Description

Preeclampsia is a pregnancy-specific hypertensive disorder characterized by newonset hypertension and proteinuria or other maternal organ dysfunction after 20 weeks of gestation. It affects 2-8% of pregnancies globally and remains a major contributor to maternal and perinatal morbidity and mortality The etiology is multifactorial, but placental dysfunction and abnormal angiogenesis are central to its pathogenesis. Given the limitations of current clinical indicators (e.g., blood pressure, proteinuria), there is growing interest in identifying predictive and diagnostic biomarkers to improve early detection, prognosis, and monitoring of therapeutic response. This study proposes to investigate three biomarkers: the sFlt-1/PlGF ratio, soluble endoglin (sEng), and osteoprotegerin (OPG), based on their roles in angiogenesis and endothelial dysfunction, which are hallmarks of preeclampsia

sFlt-1/PlGF Ratio Soluble fms-like tyrosine kinase-1 (sFlt-1) is an anti-angiogenic protein that binds to vascular endothelial growth factor (VEGF) and placental growth factor (PlGF), preventing their interaction with endothelial receptors.
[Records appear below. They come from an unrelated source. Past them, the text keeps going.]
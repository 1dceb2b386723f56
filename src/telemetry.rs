//! Latency and resource telemetry for the query engine.
//!
//! Each query kind keeps a rolling ring of recent samples; percentiles
//! are computed on demand rather than maintained incrementally. The
//! interactive design target is p95 ≤ 10 ms for hover-class queries on a
//! hot cache, and the numbers this module produces are how that target is
//! watched.

use crate::key::QueryKind;
use parking_lot::Mutex;
use rustc_hash::FxHashMap;
use std::sync::atomic::{AtomicU64, Ordering};
use std::time::{Duration, SystemTime};

/// Samples retained per query kind.
const RING_CAPACITY: usize = 256;

/// One observation of a finished (or aborted) execution.
#[derive(Copy, Clone, Debug)]
pub struct QuerySample {
    /// Wall time the executor spent.
    pub duration: Duration,
    /// Bytes the execution accounted.
    pub bytes: u64,
    /// AST nodes the execution visited.
    pub nodes: u64,
    /// Whether the result came from the memo cache.
    pub cache_hit: bool,
    /// When the sample was taken.
    pub at: SystemTime,
}

/// On-demand summary over one kind's sample ring.
#[derive(Copy, Clone, Debug, Default, PartialEq, Eq)]
pub struct QueryStats {
    /// Samples summarized.
    pub count: usize,
    /// Fastest observed execution.
    pub min: Duration,
    /// Slowest observed execution.
    pub max: Duration,
    /// Arithmetic mean.
    pub mean: Duration,
    /// 50th percentile (nearest-rank).
    pub p50: Duration,
    /// 95th percentile (nearest-rank).
    pub p95: Duration,
    /// 99th percentile (nearest-rank).
    pub p99: Duration,
    /// Samples served from cache.
    pub cache_hits: usize,
}

/// Process-wide counters.
#[derive(Copy, Clone, Debug, Default, PartialEq, Eq)]
pub struct GlobalStats {
    /// Executions observed, hits included.
    pub total_queries: u64,
    /// Executions served from cache.
    pub cache_hits: u64,
    /// Executions aborted on a quota limit.
    pub quota_exceeded: u64,
    /// Running average latency, in microseconds.
    pub avg_latency_us: u64,
    /// Invalidation runs observed.
    pub invalidation_runs: u64,
    /// Queries evicted across all invalidation runs.
    pub queries_invalidated: u64,
}

struct Ring {
    samples: Vec<QuerySample>,
    next: usize,
}

impl Ring {
    fn new() -> Self {
        Ring {
            samples: Vec::with_capacity(RING_CAPACITY),
            next: 0,
        }
    }

    fn push(&mut self, sample: QuerySample) {
        if self.samples.len() < RING_CAPACITY {
            self.samples.push(sample);
        } else {
            self.samples[self.next] = sample;
        }
        self.next = (self.next + 1) % RING_CAPACITY;
    }
}

/// Telemetry sink shared by the executor and the invalidation engine.
#[derive(Default)]
pub struct Telemetry {
    rings: Mutex<FxHashMap<QueryKind, Ring>>,
    total_queries: AtomicU64,
    cache_hits: AtomicU64,
    quota_exceeded: AtomicU64,
    latency_total_us: AtomicU64,
    invalidation_runs: AtomicU64,
    queries_invalidated: AtomicU64,
}

impl Telemetry {
    /// A sink with empty rings and zeroed counters.
    pub fn new() -> Self {
        Telemetry::default()
    }

    /// Records one execution sample.
    pub fn record_sample(&self, kind: QueryKind, sample: QuerySample) {
        self.total_queries.fetch_add(1, Ordering::Relaxed);
        if sample.cache_hit {
            self.cache_hits.fetch_add(1, Ordering::Relaxed);
        }
        self.latency_total_us
            .fetch_add(sample.duration.as_micros() as u64, Ordering::Relaxed);
        let mut rings = self.rings.lock();
        rings.entry(kind).or_insert_with(Ring::new).push(sample);
    }

    /// Counts one quota-aborted execution.
    pub fn record_quota_exceeded(&self) {
        self.quota_exceeded.fetch_add(1, Ordering::Relaxed);
    }

    /// Folds one invalidation run into the counters.
    pub fn record_invalidation(&self, queries_invalidated: u64) {
        self.invalidation_runs.fetch_add(1, Ordering::Relaxed);
        self.queries_invalidated
            .fetch_add(queries_invalidated, Ordering::Relaxed);
    }

    /// Summarizes the ring for `kind`. `None` when no sample exists.
    pub fn stats_for(&self, kind: QueryKind) -> Option<QueryStats> {
        let rings = self.rings.lock();
        let ring = rings.get(&kind)?;
        if ring.samples.is_empty() {
            return None;
        }

        let mut durations: Vec<Duration> =
            ring.samples.iter().map(|sample| sample.duration).collect();
        durations.sort_unstable();

        let count = durations.len();
        let total: Duration = durations.iter().sum();
        Some(QueryStats {
            count,
            min: durations[0],
            max: durations[count - 1],
            mean: total / count as u32,
            p50: percentile(&durations, 50),
            p95: percentile(&durations, 95),
            p99: percentile(&durations, 99),
            cache_hits: ring.samples.iter().filter(|sample| sample.cache_hit).count(),
        })
    }

    /// Snapshot of the process-wide counters.
    pub fn global(&self) -> GlobalStats {
        let total = self.total_queries.load(Ordering::Relaxed);
        let latency_total = self.latency_total_us.load(Ordering::Relaxed);
        GlobalStats {
            total_queries: total,
            cache_hits: self.cache_hits.load(Ordering::Relaxed),
            quota_exceeded: self.quota_exceeded.load(Ordering::Relaxed),
            avg_latency_us: if total == 0 { 0 } else { latency_total / total },
            invalidation_runs: self.invalidation_runs.load(Ordering::Relaxed),
            queries_invalidated: self.queries_invalidated.load(Ordering::Relaxed),
        }
    }
}

/// Nearest-rank percentile over an ascending-sorted slice.
fn percentile(sorted: &[Duration], pct: usize) -> Duration {
    debug_assert!(!sorted.is_empty());
    let rank = (sorted.len() * pct).div_ceil(100);
    sorted[rank.saturating_sub(1)]
}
The imbalance, especially elevated sFlt-1 and decreased PlGF, is characteristic of preeclampsia. Numerous studies, including the multicenter PROGNOSIS trial, have validated the sFlt-1/PlGF ratio as a strong predictor of preeclampsia. A ratio ≥85 is associated with a high risk of developing preeclampsia within two weeks, while ≤38 effectively rules it out .

Soluble Endoglin (sEng) Endoglin is a co-receptor for transforming growth factor-beta (TGF-β), involved in vascular development. Its soluble form (sEng) acts as a decoy receptor, inhibiting TGF-β signaling, contributing to endothelial dysfunction, a key feature of preeclampsia. sEng levels are elevated in the maternal circulation prior to clinical onset and correlate with disease severity.
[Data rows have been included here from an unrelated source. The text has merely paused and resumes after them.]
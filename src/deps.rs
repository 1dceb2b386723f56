//! Dependency capture and the reverse-indexed dependency graph.
//!
//! During execution every query owns a frame on a [`DependencyTracker`];
//! AST reads and sub-queries land in the innermost frame without the query
//! body knowing it is being observed. When a query completes, its captured
//! [`DepSet`] is stored in the graph: one forward index (query → deps) and
//! two reverse indices (CID → dependent queries, query → dependent
//! queries) that the invalidation engine walks.

use crate::key::{ContentId, MemoKey};
use log::debug;
use parking_lot::Mutex;
use rustc_hash::{FxHashMap, FxHasher};
use std::hash::BuildHasherDefault;

pub(crate) type FxIndexSet<K> = indexmap::IndexSet<K, BuildHasherDefault<FxHasher>>;

/// The finite set of dependencies one query execution observed.
///
/// Insertion order is preserved and duplicates are suppressed at insert,
/// so traversals over a set are deterministic.
#[derive(Clone, Debug, Default, PartialEq, Eq)]
pub struct DepSet {
    cids: FxIndexSet<ContentId>,
    queries: FxIndexSet<MemoKey>,
}

impl DepSet {
    /// An empty set.
    pub fn new() -> Self {
        DepSet::default()
    }

    /// Records a content dependency. Duplicates are suppressed.
    pub fn record_cid(&mut self, cid: ContentId) {
        self.cids.insert(cid);
    }

    /// Records a query dependency. Duplicates are suppressed.
    pub fn record_query(&mut self, key: MemoKey) {
        self.queries.insert(key);
    }

    /// Content dependencies, in first-observation order.
    pub fn cids(&self) -> impl Iterator<Item = &ContentId> {
        self.cids.iter()
    }

    /// Query dependencies, in first-observation order.
    pub fn queries(&self) -> impl Iterator<Item = &MemoKey> {
        self.queries.iter()
    }

    /// True when nothing was observed.
    pub fn is_empty(&self) -> bool {
        self.cids.is_empty() && self.queries.is_empty()
    }

    /// Whether `cid` was observed.
    pub fn contains_cid(&self, cid: &ContentId) -> bool {
        self.cids.contains(cid)
    }

    /// Whether `key` was observed.
    pub fn contains_query(&self, key: &MemoKey) -> bool {
        self.queries.contains(key)
    }

    /// Number of observed dependencies of both flavors.
    pub fn len(&self) -> usize {
        self.cids.len() + self.queries.len()
    }
}

/// Stack of in-flight dependency sets.
///
/// Nested queries capture into their own frame; the parent records a
/// query-dep on the child's memo key at the call site, not by merging the
/// child's frame. Records while no frame is active are no-ops, which is
/// what lets untracked host code call through the same context.
#[derive(Debug, Default)]
pub struct DependencyTracker {
    frames: Vec<DepSet>,
}

impl DependencyTracker {
    /// A tracker with no active frame.
    pub fn new() -> Self {
        DependencyTracker::default()
    }

    /// Pushes a fresh capture frame.
    pub fn start_tracking(&mut self) {
        self.frames.push(DepSet::new());
    }

    /// Pops the innermost frame, returning what it captured.
    pub fn stop_tracking(&mut self) -> Option<DepSet> {
        self.frames.pop()
    }

    /// Appends a content dependency to the innermost frame, if any.
    pub fn record_cid(&mut self, cid: ContentId) {
        if let Some(frame) = self.frames.last_mut() {
            frame.record_cid(cid);
        }
    }

    /// Appends a query dependency to the innermost frame, if any.
    pub fn record_query(&mut self, key: MemoKey) {
        if let Some(frame) = self.frames.last_mut() {
            frame.record_query(key);
        }
    }

    /// Number of active frames.
    pub fn depth(&self) -> usize {
        self.frames.len()
    }
}

#[derive(Default)]
struct GraphInner {
    deps: FxHashMap<MemoKey, DepSet>,
    cid_dependents: FxHashMap<ContentId, FxIndexSet<MemoKey>>,
    query_dependents: FxHashMap<MemoKey, FxIndexSet<MemoKey>>,
}

/// Forward and reverse dependency indices for every cached query.
///
/// All three structures live behind one lock: recording happens once per
/// executed query and invalidation is rare, so contention is not worth a
/// finer grain here.
#[derive(Default)]
pub struct DependencyGraph {
    inner: Mutex<GraphInner>,
}

impl DependencyGraph {
    /// An empty graph.
    pub fn new() -> Self {
        DependencyGraph::default()
    }

    /// Stores `deps` under `key` and indexes `key` as a dependent of
    /// every CID and query in the set. Duplicate edges are suppressed.
    pub fn record(&self, key: MemoKey, deps: &DepSet) {
        let mut inner = self.inner.lock();
        for cid in deps.cids() {
            inner.cid_dependents.entry(*cid).or_default().insert(key);
        }
        for query in deps.queries() {
            inner.query_dependents.entry(*query).or_default().insert(key);
        }
        inner.deps.insert(key, deps.clone());
    }

    /// Removes `key` from every reverse set it appears in, then drops its
    /// forward entry. Returns whether the query was known.
    pub fn remove(&self, key: MemoKey) -> bool {
        let mut inner = self.inner.lock();
        let deps = match inner.deps.remove(&key) {
            Some(deps) => deps,
            None => return false,
        };
        for cid in deps.cids() {
            if let Some(dependents) = inner.cid_dependents.get_mut(cid) {
                dependents.shift_remove(&key);
                if dependents.is_empty() {
                    inner.cid_dependents.remove(cid);
                }
            }
        }
        for query in deps.queries() {
            if let Some(dependents) = inner.query_dependents.get_mut(query) {
                dependents.shift_remove(&key);
                if dependents.is_empty() {
                    inner.query_dependents.remove(query);
                }
            }
        }
        debug!("dependency graph: removed {:?}", key);
        true
    }

    /// Queries that observed `cid`, in recording order.
    pub fn dependents_of_cid(&self, cid: &ContentId) -> Vec<MemoKey> {
        let inner = self.inner.lock();
        inner
            .cid_dependents
            .get(cid)
            .map(|set| set.iter().copied().collect())
            .unwrap_or_default()
    }

    /// Queries that invoked `key`, in recording order.
    pub fn dependents_of_query(&self, key: &MemoKey) -> Vec<MemoKey> {
        let inner = self.inner.lock();
        inner
            .query_dependents
            .get(key)
            .map(|set| set.iter().copied().collect())
            .unwrap_or_default()
    }

    /// The recorded dependency set of `key`, if any.
    pub fn deps_of(&self, key: &MemoKey) -> Option<DepSet> {
        self.inner.lock().deps.get(key).cloned()
    }

    /// Number of queries with recorded dependencies.
    pub fn len(&self) -> usize {
        self.inner.lock().deps.len()
    }

    /// True when no query has recorded dependencies.
    pub fn is_empty(&self) -> bool {
        self.len() == 0
    }

    /// Drops every edge and entry.
    pub fn clear(&self) {
        let mut inner = self.inner.lock();
        inner.deps.clear();
        inner.cid_dependents.clear();
        inner.query_dependents.clear();
    }
}

#[cfg(test)]
mod tests {
    use super::*;
    use crate::key::QueryKind;

    fn key(tag: &[u8]) -> MemoKey {
        MemoKey::compute(QueryKind::Hover, tag)
    }

    fn cid(fill: u8) -> ContentId {
        ContentId([fill; 32])
    }

    #[test]
    fn depset_suppresses_duplicates() {
        let mut deps = DepSet::new();
        deps.record_cid(cid(1));
        deps.record_cid(cid(1));
        deps.record_query(key(b"a"));
        deps.record_query(key(b"a"));
        assert_eq!(deps.len(), 2);
    }

    #[test]
    fn tracker_frames_nest_independently() {
        let mut tracker = DependencyTracker::new();
        tracker.start_tracking();
        tracker.record_cid(cid(1));

        tracker.start_tracking();
        tracker.record_cid(cid(2));
        let inner = tracker.stop_tracking().unwrap();
        assert!(inner.contains_cid(&cid(2)));
        assert!(!inner.contains_cid(&cid(1)));

        let outer = tracker.stop_tracking().unwrap();
        assert!(outer.contains_cid(&cid(1)));
        assert!(!outer.contains_cid(&cid(2)));
    }

    #[test]
    fn records_without_frame_are_no_ops() {
        let mut tracker = DependencyTracker::new();
        tracker.record_cid(cid(1));
        tracker.record_query(key(b"a"));
        assert_eq!(tracker.depth(), 0);
        assert!(tracker.stop_tracking().is_none());
    }

    #[test]
    fn graph_reverse_indices_answer_dependents() {
        let graph = DependencyGraph::new();
        let (parent, child) = (key(b"parent"), key(b"child"));

        let mut deps = DepSet::new();
        deps.record_cid(cid(1));
        deps.record_query(child);
        graph.record(parent, &deps);

        assert_eq!(graph.dependents_of_cid(&cid(1)), vec![parent]);
        assert_eq!(graph.dependents_of_query(&child), vec![parent]);
        assert_eq!(graph.dependents_of_cid(&cid(9)), Vec::<MemoKey>::new());
    }

    #[test]
    fn graph_remove_erases_reverse_edges() {
        let graph = DependencyGraph::new();
        let (a, b) = (key(b"a"), key(b"b"));

        let mut deps = DepSet::new();
        deps.record_cid(cid(1));
        graph.record(a, &deps);
        graph.record(b, &deps);

        assert!(graph.remove(a));
        assert_eq!(graph.dependents_of_cid(&cid(1)), vec![b]);
        assert!(!graph.remove(a));

        assert!(graph.remove(b));
        assert_eq!(graph.dependents_of_cid(&cid(1)), Vec::<MemoKey>::new());
        assert!(graph.is_empty());
    }
}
Osteoprotegerin (OPG) OPG, a member of the TNF receptor superfamily, is primarily involved in bone metabolism but also plays a role in vascular biology. Some studies have reported altered OPG levels in preeclampsia, potentially reflecting vascular damage or endothelial activation . Its role remains less defined, but it may complement other angiogenic markers in profiling disease status.